▶ [Material shown]

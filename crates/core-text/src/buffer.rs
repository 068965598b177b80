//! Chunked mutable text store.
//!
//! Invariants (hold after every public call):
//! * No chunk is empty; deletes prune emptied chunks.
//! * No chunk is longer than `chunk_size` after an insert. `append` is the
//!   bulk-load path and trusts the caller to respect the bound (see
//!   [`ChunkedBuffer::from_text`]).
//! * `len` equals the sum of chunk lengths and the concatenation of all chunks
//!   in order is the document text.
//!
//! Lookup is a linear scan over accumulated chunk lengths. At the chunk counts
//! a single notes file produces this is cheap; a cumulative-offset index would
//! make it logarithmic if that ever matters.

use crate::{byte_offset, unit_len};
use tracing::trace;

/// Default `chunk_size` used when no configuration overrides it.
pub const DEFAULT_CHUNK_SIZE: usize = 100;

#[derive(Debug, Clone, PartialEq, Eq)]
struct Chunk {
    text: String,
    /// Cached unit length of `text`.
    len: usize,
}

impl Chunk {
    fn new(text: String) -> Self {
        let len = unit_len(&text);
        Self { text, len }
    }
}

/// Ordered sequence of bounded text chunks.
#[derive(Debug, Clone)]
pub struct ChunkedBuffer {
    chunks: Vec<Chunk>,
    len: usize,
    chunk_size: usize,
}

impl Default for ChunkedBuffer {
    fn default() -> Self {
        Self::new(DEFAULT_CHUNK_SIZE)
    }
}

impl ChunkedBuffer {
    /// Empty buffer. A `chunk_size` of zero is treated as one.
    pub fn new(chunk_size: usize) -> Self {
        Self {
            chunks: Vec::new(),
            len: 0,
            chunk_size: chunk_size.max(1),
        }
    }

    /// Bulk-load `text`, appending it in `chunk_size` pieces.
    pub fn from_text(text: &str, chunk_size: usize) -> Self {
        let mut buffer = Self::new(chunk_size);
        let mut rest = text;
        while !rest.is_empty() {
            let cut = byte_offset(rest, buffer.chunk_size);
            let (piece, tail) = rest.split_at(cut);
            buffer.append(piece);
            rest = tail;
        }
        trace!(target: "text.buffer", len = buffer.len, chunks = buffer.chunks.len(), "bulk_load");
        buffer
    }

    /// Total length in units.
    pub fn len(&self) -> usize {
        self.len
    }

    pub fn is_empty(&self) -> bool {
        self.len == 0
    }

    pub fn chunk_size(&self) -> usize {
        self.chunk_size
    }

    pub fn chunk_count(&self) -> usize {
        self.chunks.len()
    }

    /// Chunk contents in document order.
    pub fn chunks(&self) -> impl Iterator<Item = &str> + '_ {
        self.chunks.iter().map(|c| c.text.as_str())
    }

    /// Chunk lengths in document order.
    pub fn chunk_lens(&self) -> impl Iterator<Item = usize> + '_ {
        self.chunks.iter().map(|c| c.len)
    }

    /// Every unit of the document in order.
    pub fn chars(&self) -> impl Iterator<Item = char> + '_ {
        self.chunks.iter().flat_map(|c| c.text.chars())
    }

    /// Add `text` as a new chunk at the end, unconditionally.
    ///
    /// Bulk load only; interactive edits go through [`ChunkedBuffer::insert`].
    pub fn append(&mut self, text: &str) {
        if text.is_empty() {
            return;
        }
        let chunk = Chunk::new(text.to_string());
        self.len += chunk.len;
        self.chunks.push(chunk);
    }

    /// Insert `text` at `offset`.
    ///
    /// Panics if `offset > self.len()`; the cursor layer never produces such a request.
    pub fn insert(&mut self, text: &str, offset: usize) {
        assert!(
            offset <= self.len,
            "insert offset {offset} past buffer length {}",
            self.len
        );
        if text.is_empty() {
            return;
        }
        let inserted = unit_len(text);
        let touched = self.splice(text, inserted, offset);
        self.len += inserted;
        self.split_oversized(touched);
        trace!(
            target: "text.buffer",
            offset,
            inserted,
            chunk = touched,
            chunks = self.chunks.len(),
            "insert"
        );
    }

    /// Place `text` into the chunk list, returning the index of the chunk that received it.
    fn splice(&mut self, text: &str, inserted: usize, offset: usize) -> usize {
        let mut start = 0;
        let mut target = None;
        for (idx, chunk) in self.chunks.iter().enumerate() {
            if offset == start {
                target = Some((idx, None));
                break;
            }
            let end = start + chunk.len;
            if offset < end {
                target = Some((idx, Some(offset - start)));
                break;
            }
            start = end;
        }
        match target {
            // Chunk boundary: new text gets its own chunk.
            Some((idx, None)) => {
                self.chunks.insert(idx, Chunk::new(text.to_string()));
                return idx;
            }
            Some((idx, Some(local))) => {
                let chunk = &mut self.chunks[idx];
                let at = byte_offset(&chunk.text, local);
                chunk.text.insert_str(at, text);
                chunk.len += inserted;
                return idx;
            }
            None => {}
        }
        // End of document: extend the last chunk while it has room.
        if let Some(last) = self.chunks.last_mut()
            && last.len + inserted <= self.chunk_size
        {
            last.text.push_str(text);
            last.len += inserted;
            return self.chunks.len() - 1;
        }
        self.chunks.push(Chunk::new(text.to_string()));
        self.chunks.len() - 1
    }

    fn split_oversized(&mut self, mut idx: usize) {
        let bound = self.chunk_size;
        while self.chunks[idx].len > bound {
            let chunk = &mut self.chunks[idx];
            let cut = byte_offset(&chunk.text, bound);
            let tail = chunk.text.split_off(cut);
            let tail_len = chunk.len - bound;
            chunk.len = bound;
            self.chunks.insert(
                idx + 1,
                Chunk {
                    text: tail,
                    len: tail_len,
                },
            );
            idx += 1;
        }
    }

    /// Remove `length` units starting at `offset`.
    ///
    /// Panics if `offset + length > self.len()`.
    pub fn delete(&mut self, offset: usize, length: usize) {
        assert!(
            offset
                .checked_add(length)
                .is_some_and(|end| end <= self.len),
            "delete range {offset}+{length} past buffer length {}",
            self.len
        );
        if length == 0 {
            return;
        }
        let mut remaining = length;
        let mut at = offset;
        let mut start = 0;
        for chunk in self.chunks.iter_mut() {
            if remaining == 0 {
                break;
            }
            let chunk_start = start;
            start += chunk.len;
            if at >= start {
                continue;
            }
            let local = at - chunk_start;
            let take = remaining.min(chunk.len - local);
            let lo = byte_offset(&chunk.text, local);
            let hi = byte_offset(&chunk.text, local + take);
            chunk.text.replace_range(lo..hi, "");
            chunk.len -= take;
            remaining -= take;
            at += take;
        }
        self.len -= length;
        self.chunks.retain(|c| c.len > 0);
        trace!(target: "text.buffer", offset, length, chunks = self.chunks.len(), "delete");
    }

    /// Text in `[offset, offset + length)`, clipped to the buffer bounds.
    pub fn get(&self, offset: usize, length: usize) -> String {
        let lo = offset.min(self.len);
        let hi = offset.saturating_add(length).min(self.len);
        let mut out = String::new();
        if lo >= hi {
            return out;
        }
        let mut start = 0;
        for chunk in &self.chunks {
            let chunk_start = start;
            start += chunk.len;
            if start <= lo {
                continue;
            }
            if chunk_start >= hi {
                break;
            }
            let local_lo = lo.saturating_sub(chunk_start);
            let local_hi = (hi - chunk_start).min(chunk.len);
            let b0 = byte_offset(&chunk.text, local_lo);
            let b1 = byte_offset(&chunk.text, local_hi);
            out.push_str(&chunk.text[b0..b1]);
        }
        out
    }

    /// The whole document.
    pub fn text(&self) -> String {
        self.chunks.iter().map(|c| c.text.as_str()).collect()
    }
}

▶ [Work to complete] Tally the lines of the listing in which the word "Iterator" occurs, and state the total alone.

▶ [Finished task] 3